An example of this is form support; the
{{{../ref/org/apache/tapestry5/corelib/components/Form.html}Form}}
component creates an environmental of type
{{{../../apidocs/org/apache/tapestry5/services/FormSupport.html}FormSupport}}. The FormSupport
interface allows enclosed components to participate in both the rendering of the Form
and the Form's eventual submission. This is how control names and client-side ids are determined, how fields
register callbacks so that they can process their part of the submission, and
how fields hook themselves to client-side validation.
Using the @Environmental annotation
The {{{../../apidocs/org/apache/tapestry5/annotations/Environmental.html}Environmental}} annotation
is used to dynamically connect to a Environmental service provided by an enclosing component.
A very common Environmental is
{{{../../apidocs/org/apache/tapestry5/RenderSupport.html}RenderSupport}}, used
when generating {{{ajax.html}client-side JavaScript}}.
+---+
@Inject @Path("${tapestry.scriptaculous}/dragdrop.js")
private Asset dragDropLibrary;
@Environmental
private RenderSupport renderSupport;
void setupRender()
{
renderSupport.addScriptLink(_dragDropLibrary);
}
+---+
Environmental services are, by their nature, per-thread (and therefore per-request).
Accessing an environmental field causes a lookup, by type, against
the {{{../../apidocs/org/apache/tapestry5/services/Environment.html}Environment}} service.
Normally, an environmental of the specified type must be available in the Environment, or an exception
is thrown when accessing the field.
If the value of the Environmental annotation is false, then the environmental value is optional.
Placing a value in the environment
The Environment service has push() and pop() methods to put a value in the Environment, and discard it.
For example, say you were building a tab-based menu system and you needed to allow an outer TabGroup component
to communicate with inner Tab components, to control various aspects of presentation.
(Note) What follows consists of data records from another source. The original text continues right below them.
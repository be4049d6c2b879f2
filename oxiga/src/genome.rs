use rand::Rng;

/// An interface for genomes that can be evolved by a [`Population`].
///
/// All genomes of one population are expected to share the
/// same length, which the implementor must preserve
/// through crossover and mutation.
///
/// [`Population`]: crate::Population
pub trait Genome {
    type Config;

    /// Returns a randomized genome.
    fn new<R: Rng + ?Sized>(config: &Self::Config, rng: &mut R) -> Self;

    /// Exchanges genetic material between two genomes in place.
    fn crossover<R: Rng + ?Sized>(
        first: &mut Self,
        second: &mut Self,
        config: &Self::Config,
        rng: &mut R,
    );

    /// Independently mutates every locus of the genome
    /// with probability `mutation_rate`.
    fn mutate<R: Rng + ?Sized>(&mut self, mutation_rate: f32, rng: &mut R);

    /// Sets the genome's fitness value.
    ///
    /// Should make sure that the fitness value is ≥0;
    /// otherwise selection will fail.
    fn set_fitness(&mut self, fitness: f32);

    /// Returns the genome's fitness value.
    fn fitness(&self) -> f32;

    /// Returns whether the genome is compatible
    /// with the passed configuration.
    fn conforms_to(&self, config: &Self::Config) -> bool;
}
The relevant information could be exposed as an interface, TabModel.
+----+
public class TabGroup
{
@Inject
private Environment environment;
void beginRender()
{
environment.push(TabModel.class, new TabModelImpl(...));
}
void afterRender()
{
environment.pop(TabModel.class);
}
}
public class Tab
{
@Environmental
private TabModel model;
void beginRender(MarkupWriter writer)
{
...
}
}
+----+
Notice that when pushing a value into the Environment, you identify its type as well as the
instance. Environment maintains a number of stacks, one for each type. Thus, pushing a TabModel into
the environment won't disturb the RenderSupport or other environmentals already there.
What's important here is that the code that pushes a environmental onto a stack should also pop it off.
The enclosed class, Tab, has full access to whatever object was pushed onto the stack by the TabGroup.
The reason why Environment is a stack is so that a component can, when it makes sense, easily replace
or intercept access to an Environmental.
Fundamental Environmentals
Not all environmentals are pushed into the Environment by components.
A number of environmentals are initialized as part of page rendering, even before the first
component starts to render. This initialization is accomplished
with
{{{../../apidocs/org/apache/tapestry5/services/MarkupRendererFilter.html}MarkupRendererFilter}}
contributions to the
{{{../../apidocs/org/apache/tapestry5/service/MarkupRenderer.html}MarkupRenderer}} service.
Accessing Environmentals in Services
The Environmenal annotation only works inside components.
To access an Environmental inside a service implementation, you must inject the Environment service and obtain values from
it using the peek() method.
If this is something that will occur frequently, it is possible to create a service implementation
that is "backed" by the Environment. For example, RenderSupport is accessible as a normal injection, because
a service is built for it in TapestryModule:
+---+
public RenderSupport buildRenderSupport(EnvironmentalShadowBuilder builder)
{
return builder.build(RenderSupport.class);
}
+----+
The EnvironmentShadowBuilder service creates a service implementation that delegates to the proper instance
in the environment. The same technique can be used for your own services and environmentals.